Фрилейф пропустил замечание мимо ушей или сделал вид, что пропустил.
— Я слыхал, ты идешь по весне в Хазарию, — сказал он. — Там рабы ценятся. Может, купишь у меня кого?
Боярин только плечами пожал:
— Моя ладья будет нагружена доверху. Посадишь еще и рабов — совсем перевернется.
— Не хочешь на продажу, — не унимался свей, — возьми себе. Девок моих погляди. Я слыхал, ты вдовцом живешь, может, какая и приглянется. А не хочешь для себя — купи для дружины своей. Твоим людям путь дальний предстоит, не затоскуют ли без женской ласки?
Вышата Сытенич оскалил в улыбке ровные белые зубы и ответил соленой шуткой.
Боярышня зарделась и отворотила лицо. Будь у Торопа сил побольше — выхватил бы боярский меч, зарубил бы и Фрилейфа, и новгородца. Давеча кто-то, какой-то полянин также судил, рядился со свеем о Тороповой матери.
Ох, матушка, похоронила ты мужа, а о том, что сына нет на этом свете, верно, и не узнаешь. Даже птицы не вернулись с юга, чтобы донести до тебя весть. Разве что людская молва домчит ее на черных колючих крыльях.
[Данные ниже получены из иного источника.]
use serde_json::Value;
use tokio::sync::mpsc;

/// Consumer of channel publications.
///
/// Called once per message, synchronously, on the client's driver task, in
/// the order messages arrived. Implemented for closures
/// `FnMut(&str, Value)` and for `mpsc::UnboundedSender<(String, Value)>`.
pub trait MessageHandler: Send + 'static {
    fn on_message(&mut self, channel: &str, payload: Value);
}

impl<F> MessageHandler for F
where
    F: FnMut(&str, Value) + Send + 'static,
{
    fn on_message(&mut self, channel: &str, payload: Value) {
        self(channel, payload)
    }
}

impl MessageHandler for mpsc::UnboundedSender<(String, Value)> {
    fn on_message(&mut self, channel: &str, payload: Value) {
        // receiver gone: nobody is listening, drop like an absent handler
        let _ = self.send((channel.to_string(), payload));
    }
}

/// Routes decoded publications to the current handler, if any.
#[derive(Default)]
pub struct MessageDispatcher {
    handler: Option<Box<dyn MessageHandler>>,
}

impl MessageDispatcher {
    pub fn new() -> Self {
        Self { handler: None }
    }

    /// Replace the handler. Affects subsequent dispatches only.
    pub fn set_handler(&mut self, handler: Box<dyn MessageHandler>) {
        self.handler = Some(handler);
    }

    pub fn clear(&mut self) {
        self.handler = None;
    }

    pub fn has_handler(&self) -> bool {
        self.handler.is_some()
    }

    /// Returns `false` when the message was dropped for lack of a handler.
    pub fn dispatch(&mut self, channel: &str, payload: Value) -> bool {
        match self.handler.as_mut() {
            Some(handler) => {
                handler.on_message(channel, payload);
                true
            }
            None => false,
        }
    }
}

impl std::fmt::Debug for MessageDispatcher {
    fn fmt(&self, f: &mut std::fmt::Formatter<'_>) -> std::fmt::Result {
        f.debug_struct("MessageDispatcher")
            .field("has_handler", &self.has_handler())
            .finish()
    }
}
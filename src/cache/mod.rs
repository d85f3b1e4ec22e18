//! Durable key/value cache with a time-to-live envelope.
//!
//! This module provides the persistence layer between pipeline runs:
//! - Typed payloads wrapped in an envelope recording when they were stored
//! - Entries past their TTL are treated as misses, never returned
//! - Malformed entries deserialize to a miss, never an error
//! - Writes update an in-memory view synchronously and persist in the
//!   background (store-and-forget)

mod storage;
mod store;
mod traits;

pub use storage::{MemoryStorage, NoopStorage, SqliteStorage};
pub use store::{CacheHit, CacheStore};
pub use traits::CacheStorage;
Некому Торопа оплакать, не приплывет за ним лебедь, чтобы перевезти душу через реку Туони в мир мертвых, сумрачную Туонелу, не встретиться Торопу с отцом в светлом славянском Ирии. Тело раба не кладут на костер, не собирают остывший прах в горшок, чтобы предать земле, не ставят сверху бревенчатую домовину, в которой можно и угощение покойному оставить и огонек в жальники зажечь. Не прорубят в домовине окошечка, сквозь которое может усопший на мир живых посмотреть.
Бросят тело раба в яму. Хорошо, если землей присыплют, а то и без этого. И останется бездомная душа скитаться по земле, будет голодать, холодать, мокнуть под дождем, озлобится, забудет прежнюю жизнь, начнет мстить людям.
Скорей бы уходил этот словенин с дочерью. Тороп совсем замерз, лежа в стылой жиже, на него наваливался и душил морок злый. Все толкует боярин новгородский с проклятым свеем о торге в хазарской земле, сгореть бы ей совсем. Кабы не хазары, Тороп бы нынче не лежал, как раздавленная лягушка, в грязном снегу, а шел бы с верным луком по родному лесу, выслеживая дичь.
А боярышня-краса что смотрит? Али рабов не видела?
— Батюшка, — потянула вдруг девушка отца за рукав. — Давай купим парнишку!
— Этого, что ли? — хмыкнул тот.
Тяжелая длань в теплой меховой рукавице пренебрежительно ткнула в сторону Торопа.
— На что он тебе, Муравушка? Того и гляди помрет.
— Коли с собой заберем, не помрет, — сказала девушка. — Я вылечу его. Будет тебе работничек справный.
«Ишь, чего захотела! — со злостью подумал Тороп. — Работничек справный! Дайте отлежаться, все равно где, а там — только вы меня и видели. Лес рядом. Тот не охотник, кто не сумеет себя прокормить».